New York State Court of Claims

New York State Court of Claims

BLAKESLEY v. THE STATE OF NEW YORK, #2000-005-001, Claim No. 89609


Structured Judgment Decision - The Court rejected Defendant/s alternative methodology of the calculation of future damages for economic loss and determined the method of applying litigation expenses.

Case Information

Claimant short name:
Footnote (claimant name) :

Footnote (defendant name) :

Third-party claimant(s):

Third-party defendant(s):

Claim number(s):
Motion number(s):

Cross-motion number(s):

Donald J. Corbett, Jr.
Claimant's attorney:
MORAN & KUFTA, P.C.By: James J. Moran, Esq.
Defendant's attorney:
Eliot Spitzer, Attorney General
Third-party defendant's attorney:

Signature date:
August 9, 2000

Official citation:
186 Misc.2d 239
Appellate results:

See also (multicaptioned case)

Liability in this claim was resolved by stipulation of the parties entered into on August 17, 1998. On September 30, 1999, I rendered a decision with respect to the amount of damages sustained by Claimant Robin Blakesley[1]
, and thereafter conducted a hearing pursuant to CPLR article 50-B.
This decision addresses the requirements of Article 50-B of the CPLR concerning the calculation of periodic payments and lump sum payment of past and future damages.

Four contested issues were presented for judicial determination: (1) the deduction of litigation costs from future damages that are not reduced to present value; (2) the proper methodology for the calculation for reduction of future damages to present value; (3) whether future economic damages should be subject to the annual 4% increase imposed by CPLR 5041(e), and (4) the proper rate of interest to apply.
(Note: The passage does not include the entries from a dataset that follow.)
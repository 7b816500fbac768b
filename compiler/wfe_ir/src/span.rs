//! Source locations.
//!
//! Two complementary views of where a token sits:
//! - [`Span`]: byte offsets into the expression source, 8 bytes.
//! - [`Position`]: 1-based line and column, as reported to users.
//!
//! The lexer fills in both; this crate only stores and exposes them.

use std::fmt;

/// Byte range in the expression source.
///
/// Layout: 8 bytes total
/// - start: u32 - byte offset from the start of the source
/// - end: u32 - byte offset (exclusive)
#[derive(Copy, Clone, Eq, PartialEq, Hash, Default)]
#[cfg_attr(feature = "cache", derive(serde::Serialize, serde::Deserialize))]
#[repr(C)]
pub struct Span {
    pub start: u32,
    pub end: u32,
}

impl Span {
    #[inline]
    pub const fn new(start: u32, end: u32) -> Self {
        Span { start, end }
    }
}

impl fmt::Debug for Span {
    fn fmt(&self, f: &mut fmt::Formatter<'_>) -> fmt::Result {
        write!(f, "{}..{}", self.start, self.end)
    }
}

impl fmt::Display for Span {
    fn fmt(&self, f: &mut fmt::Formatter<'_>) -> fmt::Result {
        write!(f, "{}..{}", self.start, self.end)
    }
}

/// 1-based line and column of a token.
///
/// Line and column are relative to the enclosing document, not to the
/// expression, so analyzers can report positions without re-mapping.
/// Zero in either field marks a token with no source location, which
/// [`ExprArena`](crate::ExprArena) refuses to store.
#[derive(Copy, Clone, Eq, PartialEq, Ord, PartialOrd, Hash, Default)]
#[cfg_attr(feature = "cache", derive(serde::Serialize, serde::Deserialize))]
pub struct Position {
    pub line: u32,
    pub column: u32,
}

impl Position {
    #[inline]
    pub const fn new(line: u32, column: u32) -> Self {
        Position { line, column }
    }

    /// Whether this points at a real source location.
    #[inline]
    pub const fn is_valid(self) -> bool {
        self.line != 0 && self.column != 0
    }
}

impl fmt::Debug for Position {
    fn fmt(&self, f: &mut fmt::Formatter<'_>) -> fmt::Result {
        write!(f, "{}:{}", self.line, self.column)
    }
}

impl fmt::Display for Position {
    fn fmt(&self, f: &mut fmt::Formatter<'_>) -> fmt::Result {
        write!(f, "{}:{}", self.line, self.column)
    }
}

#[cfg(target_pointer_width = "64")]
mod size_asserts {
    use super::{Position, Span};
    crate::static_assert_size!(Span, 8);
    crate::static_assert_size!(Position, 8);
}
The Defendant raised several issues of first impression, in a most coherent and logical fashion. Irrespective of the rulings below, both parties offered comprehensive expert economists and provided vigorous, effective advocacy.
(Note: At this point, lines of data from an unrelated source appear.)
//! Source rendering of subtrees.
//!
//! `Display` for [`NodeRef`] prints the subtree in expression syntax with
//! the minimum parentheses needed to parse back to the same shape. String
//! literals are re-quoted, so the output is not the original source text
//! byte for byte.

use std::fmt;

use wfe_stack::ensure_sufficient_stack;

use crate::ast::ExprKind;
use crate::NodeRef;

impl fmt::Display for NodeRef<'_> {
    fn fmt(&self, f: &mut fmt::Formatter<'_>) -> fmt::Result {
        render(*self, f)
    }
}

fn render(node: NodeRef<'_>, f: &mut fmt::Formatter<'_>) -> fmt::Result {
    ensure_sufficient_stack(|| {
        let tree = node.tree();
        match *node.kind() {
            ExprKind::Variable { name, .. } => f.write_str(tree.name(name)),
            ExprKind::Null { .. } => f.write_str("null"),
            ExprKind::Bool { value, .. } => write!(f, "{value}"),
            ExprKind::Int { value, .. } => write!(f, "{value}"),
            ExprKind::Float { bits, .. } => write!(f, "{:?}", f64::from_bits(bits)),
            ExprKind::String { value, .. } => {
                write!(f, "'{}'", tree.name(value).replace('\'', "''"))
            }
            ExprKind::ObjectDeref { receiver, property } => {
                render_operand(node, tree.node(receiver), 0, f)?;
                write!(f, ".{}", tree.name(property))
            }
            ExprKind::ArrayDeref { receiver } => {
                render_operand(node, tree.node(receiver), 0, f)?;
                f.write_str(".*")
            }
            ExprKind::IndexAccess { operand, index } => {
                render_operand(node, tree.node(operand), 0, f)?;
                f.write_str("[")?;
                render(tree.node(index), f)?;
                f.write_str("]")
            }
            ExprKind::NotOp { operand, .. } => {
                f.write_str("!")?;
                render_operand(node, tree.node(operand), 1, f)
            }
            ExprKind::CompareOp { kind, left, right } => {
                render_binary(node, left, kind.as_symbol(), right, f)
            }
            ExprKind::LogicalOp { kind, left, right } => {
                render_binary(node, left, kind.as_symbol(), right, f)
            }
            ExprKind::FuncCall { callee, args, .. } => {
                write!(f, "{}(", tree.name(callee))?;
                for (i, &arg) in tree.get_expr_list(args).iter().enumerate() {
                    if i > 0 {
                        f.write_str(", ")?;
                    }
                    render(tree.node(arg), f)?;
                }
                f.write_str(")")
            }
        }
    })
}

/// Render `child` of `parent`, parenthesized if it binds looser than `max`.
fn render_operand(
    parent: NodeRef<'_>,
    child: NodeRef<'_>,
    max: u8,
    f: &mut fmt::Formatter<'_>,
) -> fmt::Result {
    debug_assert_eq!(child.parent(), Some(parent));
    if child.kind().precedence() > max {
        f.write_str("(")?;
        render(child, f)?;
        f.write_str(")")
    } else {
        render(child, f)
    }
}

/// Binary operators associate to the left. Comparisons never chain without
/// parentheses, since `a == b < c` reads differently across hosts.
fn render_binary(
    node: NodeRef<'_>,
    left: crate::ExprId,
    symbol: &str,
    right: crate::ExprId,
    f: &mut fmt::Formatter<'_>,
) -> fmt::Result {
    let tree = node.tree();
    let prec = node.kind().precedence();
    let is_compare = matches!(node.kind(), ExprKind::CompareOp { .. });
    let left_max = if is_compare { prec - 1 } else { prec };
    render_operand(node, tree.node(left), left_max, f)?;
    write!(f, " {symbol} ")?;
    render_operand(node, tree.node(right), prec - 1, f)
}

#[cfg(test)]
mod tests;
The Court has received Claimant's affidavit, sworn to on March 30, 2000, that she is not the recipient of any collateral source benefits. The Defendant allows that this is sufficient for a ruling that no collateral sources exist, and I so find. An issue was raised with respect to private health insurance purchased by Claimant's husband after the award of damages, indeed just prior to the instant hearing. This insurance is privately funded by Claimants, has no guarantees of continuity, and it has no legal impact on my determinations herein.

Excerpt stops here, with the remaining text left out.